インターン・バブル、どう勝ち抜く? 大学3年生の就職戦線はすでに白熱
秋以降は1日だけの「1DAYインターン」も増加し、実質的な会社説明会だったり採用活動の入り口になっていたりするものも多い。人事関係者によるとある金融系の企業では、インターン終了後のアンケートを、担当者がすべての席を回って手渡しで受け取っていた。目を付けた学生のアンケートの右端を折って、後々わかるようにしておくためだ。

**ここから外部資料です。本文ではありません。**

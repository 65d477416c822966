//! Remote renewal contract and the HTTP auth API that implements it.
//!
//! [`RenewalEndpoint`] is the single seam through which the
//! [`RefreshCoordinator`](crate::coordinator::RefreshCoordinator) reaches the remote system.
//! [`HttpAuthApi`] speaks the JSON dialect of the default backend: renewal posts an empty body
//! (the renewal cookie travels out of band) and reads `{"access": "<token>"}`, while sign-in posts
//! `{email, password}` and reads `{"access_token": "<token>", "user": {"email": ".."}}`.

// crates.io
use time::format_description::well_known::Rfc3339;
// self
use crate::{
	_prelude::*,
	auth::{Credential, SignIn},
	config::AuthEndpoints,
	error::{ConfigError, RenewalError},
	http::{HttpRequest, HttpTransport},
};

/// Boxed future returned by [`RenewalEndpoint::renew`].
pub type RenewalFuture<'a> =
	Pin<Box<dyn Future<Output = Result<Credential, RenewalError>> + 'a + Send>>;

/// Remote operation that exchanges out-of-band renewal material for a new credential.
pub trait RenewalEndpoint
where
	Self: Send + Sync,
{
	/// Performs one renewal call. Implementations must not retry internally.
	fn renew(&self) -> RenewalFuture<'_>;
}
impl<T> RenewalEndpoint for Arc<T>
where
	T: ?Sized + RenewalEndpoint,
{
	fn renew(&self) -> RenewalFuture<'_> {
		(**self).renew()
	}
}

#[derive(Debug, Deserialize)]
struct RenewalResponse {
	#[serde(alias = "access_token")]
	access: String,
	#[serde(default)]
	access_expiration: Option<String>,
}

#[derive(Debug, Deserialize)]
struct LoginResponse {
	access_token: String,
	#[serde(default)]
	user: Option<LoginUser>,
}

#[derive(Debug, Deserialize)]
struct LoginUser {
	#[serde(default)]
	email: Option<String>,
}

#[derive(Debug, Serialize)]
struct LoginRequest<'a> {
	email: &'a str,
	password: &'a str,
}

/// HTTP implementation of the auth endpoints.
pub struct HttpAuthApi<T>
where
	T: ?Sized + HttpTransport,
{
	transport: Arc<T>,
	endpoints: AuthEndpoints,
}
impl<T> HttpAuthApi<T>
where
	T: ?Sized + HttpTransport,
{
	/// Creates an API client over `transport`.
	///
	/// Use a transport that keeps cookies so the renewal cookie set at sign-in is replayed.
	pub fn new(transport: impl Into<Arc<T>>, endpoints: AuthEndpoints) -> Self {
		Self { transport: transport.into(), endpoints }
	}

	/// Returns the configured endpoint layout.
	pub fn endpoints(&self) -> &AuthEndpoints {
		&self.endpoints
	}

	/// Exchanges an email/password pair for a credential.
	pub async fn login(&self, email: &str, password: &str) -> Result<SignIn> {
		let request = HttpRequest::post(self.endpoints.login.clone())
			.with_json(&LoginRequest { email, password })
			.map_err(ConfigError::from)?;
		let response = self.transport.execute(request).await?;

		if !response.status.is_success() {
			tracing::info!(status = response.status.as_u16(), "sign-in rejected");

			return Err(Error::SignInRejected { status: response.status.as_u16() });
		}

		let body = response
			.json::<LoginResponse>()
			.map_err(|source| Error::InvalidResponse { source })?;
		let identity = body.user.and_then(|user| user.email);

		Ok(SignIn::new(Credential::from_token(body.access_token), identity))
	}

	/// Notifies the server that the session ended. Failures are reported but harmless.
	pub async fn logout(&self) -> Result<()> {
		let Some(url) = self.endpoints.logout.clone() else {
			return Ok(());
		};
		let response = self.transport.execute(HttpRequest::post(url)).await?;

		if !response.status.is_success() {
			tracing::debug!(status = response.status.as_u16(), "sign-out endpoint refused");
		}

		Ok(())
	}

	async fn renew_once(&self) -> Result<Credential, RenewalError> {
		let request = HttpRequest::post(self.endpoints.renewal.clone());
		let response = self.transport.execute(request).await?;

		if !response.status.is_success() {
			return Err(RenewalError::Rejected { status: response.status.as_u16() });
		}

		let body = response
			.json::<RenewalResponse>()
			.map_err(|e| RenewalError::InvalidResponse { message: e.to_string() })?;

		if body.access.is_empty() {
			return Err(RenewalError::InvalidResponse { message: "empty access token".into() });
		}

		let fallback_expiry = body
			.access_expiration
			.as_deref()
			.and_then(|raw| OffsetDateTime::parse(raw, &Rfc3339).ok());

		Ok(Credential::from_token(body.access).with_fallback_expiry(fallback_expiry))
	}
}
impl<T> RenewalEndpoint for HttpAuthApi<T>
where
	T: ?Sized + HttpTransport,
{
	fn renew(&self) -> RenewalFuture<'_> {
		Box::pin(self.renew_once())
	}
}
impl<T> Debug for HttpAuthApi<T>
where
	T: ?Sized + HttpTransport,
{
	fn fmt(&self, f: &mut Formatter) -> FmtResult {
		f.debug_struct("HttpAuthApi").field("endpoints", &self.endpoints).finish()
	}
}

左の表にあるように、企業はあの手この手で採用活動に工夫を凝らしている。冒頭のニクリーチはその代表例。受け入れるインターンの数を大幅に増やした楽天には、マサチューセッツ工科大学やスタンフォード大学からも学生が参加した。LINEの「月給40万円支給」も話題になった。
LINEのHR担当執行役員、落合紀貴さんは言う。
「海外企業のインターンでは珍しい額ではない。もっと高給なものも多くあります。世界標準に合わせつつ、地方在住者など経済的な理由で参加できない学生を少なくしようと考えて金額を設定しました」
学生は、どう動けばいいのか。
大手ナビサイトは企業の採用広告の集合体だから、オープンは来年の3月。それまでは、水面下での企業と学生の直接接触が基本になる。
前出の曽和さんは言う。
「リクルーターやインターンで、春までに採用のめどをつける企業も多い。ふたを開けてみれば、3月の広報開始の時点で採用枠のかなりの部分が埋まっている可能性が考えられます」
学歴の壁も超えられる
8月の面接開始時点にはさらに枠が埋まっていて、あとは意思確認だけという企業も出てくるだろう。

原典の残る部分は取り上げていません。